Vamos começar pelo óbvio: beber é uma anestesia socialmente aceita. Um gole aqui, uma dose ali, e pronto, o estresse do dia evapora, os pensamentos negativos dão uma trégua e, com sorte, você ainda ri de uma piada sem graça no bar. Mas se o álcool é tão relaxante, tão eficaz em calar o barulho da mente, talvez a pergunta deva ser outra: por que há tanto barulho para calar?

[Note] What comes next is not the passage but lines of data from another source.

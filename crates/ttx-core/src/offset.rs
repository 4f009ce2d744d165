//! Signed hour offsets relative to landfall, written as `T-120h` / `T+0h`.

use serde::{Deserialize, Deserializer, Serialize, Serializer};
use std::fmt;
use std::str::FromStr;

/// Signed number of hours from the reference instant.
#[derive(Clone, Copy, Debug, PartialEq, Eq, PartialOrd, Ord, Hash, Default)]
pub struct HourOffset(pub i32);

impl HourOffset {
    pub fn hours(self) -> i32 {
        self.0
    }

    pub fn plus(self, hours: i32) -> HourOffset {
        HourOffset(self.0 + hours)
    }
}

impl fmt::Display for HourOffset {
    fn fmt(&self, f: &mut fmt::Formatter<'_>) -> fmt::Result {
        write!(f, "T{:+}h", self.0)
    }
}

#[derive(Debug, PartialEq, Eq)]
pub struct ParseHourOffsetError(String);

impl fmt::Display for ParseHourOffsetError {
    fn fmt(&self, f: &mut fmt::Formatter<'_>) -> fmt::Result {
        write!(f, "invalid hour offset: {:?}", self.0)
    }
}

impl std::error::Error for ParseHourOffsetError {}

impl FromStr for HourOffset {
    type Err = ParseHourOffsetError;

    /// Accepts `T-12h`, `t+6H`, `-12h`, `+6` and bare integers.
    fn from_str(s: &str) -> Result<Self, Self::Err> {
        let t = s.trim();
        let t = t.strip_prefix(['T', 't']).unwrap_or(t);
        let t = t.strip_suffix(['h', 'H']).unwrap_or(t);
        t.trim()
            .parse::<i32>()
            .map(HourOffset)
            .map_err(|_| ParseHourOffsetError(s.to_string()))
    }
}

impl Serialize for HourOffset {
    fn serialize<S: Serializer>(&self, serializer: S) -> Result<S::Ok, S::Error> {
        serializer.collect_str(self)
    }
}

impl<'de> Deserialize<'de> for HourOffset {
    fn deserialize<D: Deserializer<'de>>(deserializer: D) -> Result<Self, D::Error> {
        #[derive(Deserialize)]
        #[serde(untagged)]
        enum Raw {
            Text(String),
            Hours(i64),
        }
        match Raw::deserialize(deserializer)? {
            Raw::Text(s) => s.parse().map_err(serde::de::Error::custom),
            Raw::Hours(h) => i32::try_from(h)
                .map(HourOffset)
                .map_err(|_| serde::de::Error::custom("hour offset out of range")),
        }
    }
}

Acontece que o álcool não resolve nada. Ele é como aquele amigo folgado que aparece com pizza e cerveja quando sua casa está pegando fogo, distrai, mas não apaga o incêndio. Ele oferece alívio imediato, sim, mas ao custo de perpetuar o que te incomoda. Quando o copo esvazia, o problema continua lá, só que mais inchado, com gosto de ressaca e arrependimento.
Agora vem a parte difícil: largar a bebida é, no começo, um baita castigo. O mundo parece perder a cor, os encontros sociais soam forçados e o sábado à noite vira uma planilha em branco. Mas isso não dura para sempre. Aos poucos, o cérebro, esse órgão que passou anos tomando decisões em clima de open bar, começa a se reorganizar. E quando isso acontece, algo curioso surge: prazer nas coisas simples.
Não, você não vai sair dançando em cima da mesa como antes (o que, convenhamos, talvez seja um alívio para todos os envolvidos). Mas o sorriso espontâneo ao sentir o cheiro do café fresco, a concentração plena ao ouvir uma música, a gargalhada sincera numa conversa, tudo isso volta. A diferença é que agora não é efeito de nenhuma substância. É só você, sentindo de verdade.
E sabe aquela ideia de que parar de beber é um eterno exercício de privação? Pois é, mentira bem contada pelo cérebro viciado em dopamina fácil. Chega um momento em que a sobriedade deixa de ser um fardo e vira um privilégio. Um tipo raro de lucidez que permite estar inteiro, presente e funcional, três coisas que raramente combinam com uma garrafa de vodka.
No fim, o que parecia castigo se revela liberdade. A mesma liberdade que permite encarar os problemas de frente, sem anestesia, e descobrir que eles talvez nem fossem tão imensos assim, só estavam sendo mal iluminados por luz de neon e copos trincados.